--- DATA IN THIS EXERCISE ---
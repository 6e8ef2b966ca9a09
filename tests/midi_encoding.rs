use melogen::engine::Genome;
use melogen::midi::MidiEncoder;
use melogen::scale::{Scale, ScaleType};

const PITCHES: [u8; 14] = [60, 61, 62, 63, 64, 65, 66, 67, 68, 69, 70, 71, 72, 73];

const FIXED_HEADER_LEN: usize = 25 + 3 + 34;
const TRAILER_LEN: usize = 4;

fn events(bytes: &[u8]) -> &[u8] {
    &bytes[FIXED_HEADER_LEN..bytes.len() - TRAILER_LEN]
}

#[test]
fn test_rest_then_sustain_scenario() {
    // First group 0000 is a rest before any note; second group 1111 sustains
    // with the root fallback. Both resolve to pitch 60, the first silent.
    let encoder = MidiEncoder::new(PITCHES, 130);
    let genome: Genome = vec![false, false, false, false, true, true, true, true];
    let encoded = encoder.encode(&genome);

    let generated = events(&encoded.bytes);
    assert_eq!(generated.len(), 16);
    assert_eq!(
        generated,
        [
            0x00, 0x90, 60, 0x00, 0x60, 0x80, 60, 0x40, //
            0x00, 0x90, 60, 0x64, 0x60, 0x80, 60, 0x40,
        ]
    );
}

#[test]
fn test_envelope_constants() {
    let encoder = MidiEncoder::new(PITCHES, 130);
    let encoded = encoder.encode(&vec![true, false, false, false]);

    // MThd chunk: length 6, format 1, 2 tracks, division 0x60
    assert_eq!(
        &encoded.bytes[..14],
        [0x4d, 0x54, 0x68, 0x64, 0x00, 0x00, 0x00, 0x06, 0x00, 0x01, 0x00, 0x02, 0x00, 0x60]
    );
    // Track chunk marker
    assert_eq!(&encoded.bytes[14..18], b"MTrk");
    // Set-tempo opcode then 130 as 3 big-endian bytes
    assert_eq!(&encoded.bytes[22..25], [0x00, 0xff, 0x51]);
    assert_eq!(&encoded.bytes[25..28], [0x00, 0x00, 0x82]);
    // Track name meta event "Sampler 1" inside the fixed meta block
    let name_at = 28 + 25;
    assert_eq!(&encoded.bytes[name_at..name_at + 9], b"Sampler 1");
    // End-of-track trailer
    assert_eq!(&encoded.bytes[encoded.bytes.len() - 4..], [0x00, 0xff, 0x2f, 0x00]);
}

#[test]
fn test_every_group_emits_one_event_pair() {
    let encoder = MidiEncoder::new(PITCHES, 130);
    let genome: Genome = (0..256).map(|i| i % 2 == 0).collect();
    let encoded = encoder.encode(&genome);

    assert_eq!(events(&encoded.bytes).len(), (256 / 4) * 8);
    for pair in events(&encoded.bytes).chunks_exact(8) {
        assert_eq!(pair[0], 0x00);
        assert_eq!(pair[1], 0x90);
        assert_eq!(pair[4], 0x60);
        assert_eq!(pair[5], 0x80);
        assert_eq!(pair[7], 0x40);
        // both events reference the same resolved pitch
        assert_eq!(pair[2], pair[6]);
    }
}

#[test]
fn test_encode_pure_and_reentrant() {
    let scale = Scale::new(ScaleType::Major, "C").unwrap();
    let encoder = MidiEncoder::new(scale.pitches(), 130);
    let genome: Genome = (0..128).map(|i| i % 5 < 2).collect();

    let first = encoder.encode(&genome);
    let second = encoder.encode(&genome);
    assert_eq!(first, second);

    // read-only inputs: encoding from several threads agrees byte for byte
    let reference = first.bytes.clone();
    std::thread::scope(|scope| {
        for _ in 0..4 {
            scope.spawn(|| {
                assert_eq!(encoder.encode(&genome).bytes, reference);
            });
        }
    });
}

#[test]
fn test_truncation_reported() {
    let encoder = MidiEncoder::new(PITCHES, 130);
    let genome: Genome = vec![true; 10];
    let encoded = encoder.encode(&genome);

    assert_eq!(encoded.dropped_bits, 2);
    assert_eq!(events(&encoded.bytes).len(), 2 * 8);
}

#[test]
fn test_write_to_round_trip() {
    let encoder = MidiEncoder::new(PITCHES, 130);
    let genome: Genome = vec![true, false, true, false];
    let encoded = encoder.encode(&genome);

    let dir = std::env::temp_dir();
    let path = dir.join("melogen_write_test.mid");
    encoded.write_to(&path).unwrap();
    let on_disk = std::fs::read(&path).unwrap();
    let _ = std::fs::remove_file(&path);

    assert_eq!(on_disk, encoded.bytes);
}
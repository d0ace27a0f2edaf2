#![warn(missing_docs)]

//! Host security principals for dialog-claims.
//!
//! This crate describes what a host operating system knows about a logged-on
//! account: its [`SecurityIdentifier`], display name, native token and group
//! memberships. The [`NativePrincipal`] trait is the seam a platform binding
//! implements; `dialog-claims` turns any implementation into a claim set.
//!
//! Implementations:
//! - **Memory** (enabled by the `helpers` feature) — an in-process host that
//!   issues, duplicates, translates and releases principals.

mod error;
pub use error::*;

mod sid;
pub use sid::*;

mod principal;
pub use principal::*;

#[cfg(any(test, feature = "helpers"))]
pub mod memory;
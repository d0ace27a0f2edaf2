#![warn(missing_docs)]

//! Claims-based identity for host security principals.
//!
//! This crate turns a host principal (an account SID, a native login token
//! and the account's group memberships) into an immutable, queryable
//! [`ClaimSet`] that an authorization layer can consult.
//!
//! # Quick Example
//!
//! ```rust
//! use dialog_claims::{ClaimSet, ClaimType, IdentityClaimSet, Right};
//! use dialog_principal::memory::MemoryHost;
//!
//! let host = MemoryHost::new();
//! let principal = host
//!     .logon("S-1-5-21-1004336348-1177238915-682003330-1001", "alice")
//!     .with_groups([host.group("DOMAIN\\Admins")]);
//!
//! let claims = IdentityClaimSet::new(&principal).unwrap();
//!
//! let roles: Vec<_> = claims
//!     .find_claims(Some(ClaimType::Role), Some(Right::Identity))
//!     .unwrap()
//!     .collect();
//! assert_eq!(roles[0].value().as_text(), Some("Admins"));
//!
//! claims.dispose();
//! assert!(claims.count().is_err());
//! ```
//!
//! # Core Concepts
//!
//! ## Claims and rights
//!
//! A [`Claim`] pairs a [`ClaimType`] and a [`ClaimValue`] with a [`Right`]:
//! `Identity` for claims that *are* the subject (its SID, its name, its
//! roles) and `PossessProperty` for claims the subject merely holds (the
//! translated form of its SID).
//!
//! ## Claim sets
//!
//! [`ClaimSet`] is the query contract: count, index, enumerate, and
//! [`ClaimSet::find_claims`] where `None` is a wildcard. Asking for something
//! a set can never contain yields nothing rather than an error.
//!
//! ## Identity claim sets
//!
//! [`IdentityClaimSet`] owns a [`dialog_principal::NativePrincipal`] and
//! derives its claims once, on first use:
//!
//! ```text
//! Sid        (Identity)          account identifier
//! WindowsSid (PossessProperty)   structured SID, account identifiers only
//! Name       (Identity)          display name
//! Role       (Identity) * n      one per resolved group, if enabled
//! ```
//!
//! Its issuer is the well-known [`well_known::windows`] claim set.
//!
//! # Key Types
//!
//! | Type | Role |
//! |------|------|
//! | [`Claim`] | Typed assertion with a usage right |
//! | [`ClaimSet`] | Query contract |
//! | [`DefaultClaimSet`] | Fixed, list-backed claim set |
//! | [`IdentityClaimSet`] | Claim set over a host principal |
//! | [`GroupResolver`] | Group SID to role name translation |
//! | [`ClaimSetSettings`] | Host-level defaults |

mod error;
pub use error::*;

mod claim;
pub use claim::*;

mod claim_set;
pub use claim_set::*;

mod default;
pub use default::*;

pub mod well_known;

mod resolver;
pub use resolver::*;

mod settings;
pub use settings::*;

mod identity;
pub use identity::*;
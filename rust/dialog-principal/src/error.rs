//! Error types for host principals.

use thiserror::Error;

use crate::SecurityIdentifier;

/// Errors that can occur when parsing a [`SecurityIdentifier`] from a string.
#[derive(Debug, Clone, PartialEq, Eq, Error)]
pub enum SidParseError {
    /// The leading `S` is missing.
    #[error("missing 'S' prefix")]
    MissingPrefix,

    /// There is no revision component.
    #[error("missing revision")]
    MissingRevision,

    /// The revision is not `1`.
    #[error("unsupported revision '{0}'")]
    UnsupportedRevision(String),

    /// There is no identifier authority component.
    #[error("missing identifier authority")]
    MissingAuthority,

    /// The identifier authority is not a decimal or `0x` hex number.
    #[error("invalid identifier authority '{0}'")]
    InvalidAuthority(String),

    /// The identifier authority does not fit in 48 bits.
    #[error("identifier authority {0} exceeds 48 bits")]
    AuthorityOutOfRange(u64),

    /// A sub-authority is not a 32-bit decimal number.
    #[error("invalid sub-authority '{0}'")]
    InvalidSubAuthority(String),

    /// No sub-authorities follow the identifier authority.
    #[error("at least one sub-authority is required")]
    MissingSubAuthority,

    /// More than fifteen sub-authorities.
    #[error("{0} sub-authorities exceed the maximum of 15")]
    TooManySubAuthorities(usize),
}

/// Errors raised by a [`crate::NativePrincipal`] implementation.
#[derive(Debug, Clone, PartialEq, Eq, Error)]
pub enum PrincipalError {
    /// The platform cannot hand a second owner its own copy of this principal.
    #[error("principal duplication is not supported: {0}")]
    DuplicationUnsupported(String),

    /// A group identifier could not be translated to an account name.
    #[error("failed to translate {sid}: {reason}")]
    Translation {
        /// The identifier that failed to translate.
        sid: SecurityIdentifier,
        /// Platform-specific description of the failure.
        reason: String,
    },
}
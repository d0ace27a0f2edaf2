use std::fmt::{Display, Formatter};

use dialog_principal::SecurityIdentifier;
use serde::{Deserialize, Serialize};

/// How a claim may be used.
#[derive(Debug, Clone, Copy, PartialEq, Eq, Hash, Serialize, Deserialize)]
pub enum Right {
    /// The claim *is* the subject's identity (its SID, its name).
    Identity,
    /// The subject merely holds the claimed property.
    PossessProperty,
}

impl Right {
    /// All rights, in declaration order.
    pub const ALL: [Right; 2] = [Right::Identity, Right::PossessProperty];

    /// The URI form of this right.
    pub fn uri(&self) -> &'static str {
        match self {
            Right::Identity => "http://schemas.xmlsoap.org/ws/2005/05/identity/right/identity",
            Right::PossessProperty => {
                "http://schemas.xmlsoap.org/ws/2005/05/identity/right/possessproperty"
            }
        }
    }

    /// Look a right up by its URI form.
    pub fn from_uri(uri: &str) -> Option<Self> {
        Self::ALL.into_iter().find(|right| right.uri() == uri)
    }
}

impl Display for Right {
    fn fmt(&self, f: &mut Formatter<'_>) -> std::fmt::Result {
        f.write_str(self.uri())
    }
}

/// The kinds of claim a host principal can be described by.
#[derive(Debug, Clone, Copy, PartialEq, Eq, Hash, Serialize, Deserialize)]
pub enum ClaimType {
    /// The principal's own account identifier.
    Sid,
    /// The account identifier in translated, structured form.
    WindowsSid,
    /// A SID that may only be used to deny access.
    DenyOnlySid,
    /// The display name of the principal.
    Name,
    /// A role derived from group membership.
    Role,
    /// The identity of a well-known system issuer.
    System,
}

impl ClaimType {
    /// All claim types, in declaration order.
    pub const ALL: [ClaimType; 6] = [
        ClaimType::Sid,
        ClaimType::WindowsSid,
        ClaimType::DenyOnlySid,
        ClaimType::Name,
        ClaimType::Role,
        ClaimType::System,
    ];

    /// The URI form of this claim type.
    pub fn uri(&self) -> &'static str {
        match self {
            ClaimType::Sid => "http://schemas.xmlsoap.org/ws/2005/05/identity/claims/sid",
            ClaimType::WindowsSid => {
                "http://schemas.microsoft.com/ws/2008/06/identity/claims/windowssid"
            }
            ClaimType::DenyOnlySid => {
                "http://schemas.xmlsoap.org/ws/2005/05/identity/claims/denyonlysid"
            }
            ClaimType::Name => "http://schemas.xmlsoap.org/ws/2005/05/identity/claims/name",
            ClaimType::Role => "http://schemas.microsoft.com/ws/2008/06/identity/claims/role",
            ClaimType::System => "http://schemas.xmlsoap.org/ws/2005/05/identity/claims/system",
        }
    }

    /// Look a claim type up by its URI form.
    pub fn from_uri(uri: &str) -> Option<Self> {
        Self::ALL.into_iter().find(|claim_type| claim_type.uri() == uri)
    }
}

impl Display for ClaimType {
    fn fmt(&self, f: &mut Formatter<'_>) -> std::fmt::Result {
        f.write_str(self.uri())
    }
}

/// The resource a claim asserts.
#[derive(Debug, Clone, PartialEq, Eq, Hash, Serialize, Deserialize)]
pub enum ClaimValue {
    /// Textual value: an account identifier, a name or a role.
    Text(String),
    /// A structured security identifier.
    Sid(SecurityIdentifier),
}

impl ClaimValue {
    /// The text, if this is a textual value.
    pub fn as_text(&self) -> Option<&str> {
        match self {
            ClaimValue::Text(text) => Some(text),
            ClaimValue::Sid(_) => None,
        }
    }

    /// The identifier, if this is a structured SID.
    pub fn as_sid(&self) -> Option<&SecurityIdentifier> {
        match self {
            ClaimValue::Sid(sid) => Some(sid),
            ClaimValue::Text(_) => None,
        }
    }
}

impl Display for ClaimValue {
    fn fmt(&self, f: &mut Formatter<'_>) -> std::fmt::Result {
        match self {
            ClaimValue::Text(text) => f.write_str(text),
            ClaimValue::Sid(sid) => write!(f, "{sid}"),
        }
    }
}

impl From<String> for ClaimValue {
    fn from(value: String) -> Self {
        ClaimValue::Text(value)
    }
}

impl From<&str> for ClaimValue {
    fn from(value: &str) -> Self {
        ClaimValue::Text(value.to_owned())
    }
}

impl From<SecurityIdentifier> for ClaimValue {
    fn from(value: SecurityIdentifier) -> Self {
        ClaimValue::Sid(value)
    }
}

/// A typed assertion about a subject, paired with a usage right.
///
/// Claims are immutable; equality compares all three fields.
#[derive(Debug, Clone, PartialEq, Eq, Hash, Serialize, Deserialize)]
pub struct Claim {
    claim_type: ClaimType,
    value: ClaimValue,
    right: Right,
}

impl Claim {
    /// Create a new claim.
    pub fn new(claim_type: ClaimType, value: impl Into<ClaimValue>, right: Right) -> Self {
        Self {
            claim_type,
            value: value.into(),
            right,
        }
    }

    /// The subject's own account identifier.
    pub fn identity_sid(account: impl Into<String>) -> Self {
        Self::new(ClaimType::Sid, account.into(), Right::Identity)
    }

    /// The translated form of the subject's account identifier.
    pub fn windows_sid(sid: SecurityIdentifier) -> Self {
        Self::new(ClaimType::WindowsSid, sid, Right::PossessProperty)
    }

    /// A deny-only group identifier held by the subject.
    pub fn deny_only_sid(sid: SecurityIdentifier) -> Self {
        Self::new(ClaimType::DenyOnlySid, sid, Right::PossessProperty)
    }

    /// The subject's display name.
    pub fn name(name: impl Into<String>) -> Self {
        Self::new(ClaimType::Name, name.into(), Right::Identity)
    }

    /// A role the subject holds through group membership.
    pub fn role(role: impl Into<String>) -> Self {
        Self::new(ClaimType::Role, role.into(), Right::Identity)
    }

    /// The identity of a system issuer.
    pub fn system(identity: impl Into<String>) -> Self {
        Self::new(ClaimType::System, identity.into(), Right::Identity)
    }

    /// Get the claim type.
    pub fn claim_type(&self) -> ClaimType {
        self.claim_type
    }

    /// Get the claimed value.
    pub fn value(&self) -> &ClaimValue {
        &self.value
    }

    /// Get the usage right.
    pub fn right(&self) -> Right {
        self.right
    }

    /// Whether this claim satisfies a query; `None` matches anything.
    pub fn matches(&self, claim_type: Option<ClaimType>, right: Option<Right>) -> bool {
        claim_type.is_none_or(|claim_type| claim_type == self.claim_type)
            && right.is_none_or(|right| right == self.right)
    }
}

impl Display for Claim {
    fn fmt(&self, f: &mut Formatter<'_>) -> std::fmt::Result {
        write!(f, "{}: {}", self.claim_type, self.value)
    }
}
---
EXERCISE:
Report each line of the material in which the string "than" occurs.

EXERCISE SOLUTION:
//! a set can never contain yields nothing rather than an error.
    /// More than fifteen sub-authorities.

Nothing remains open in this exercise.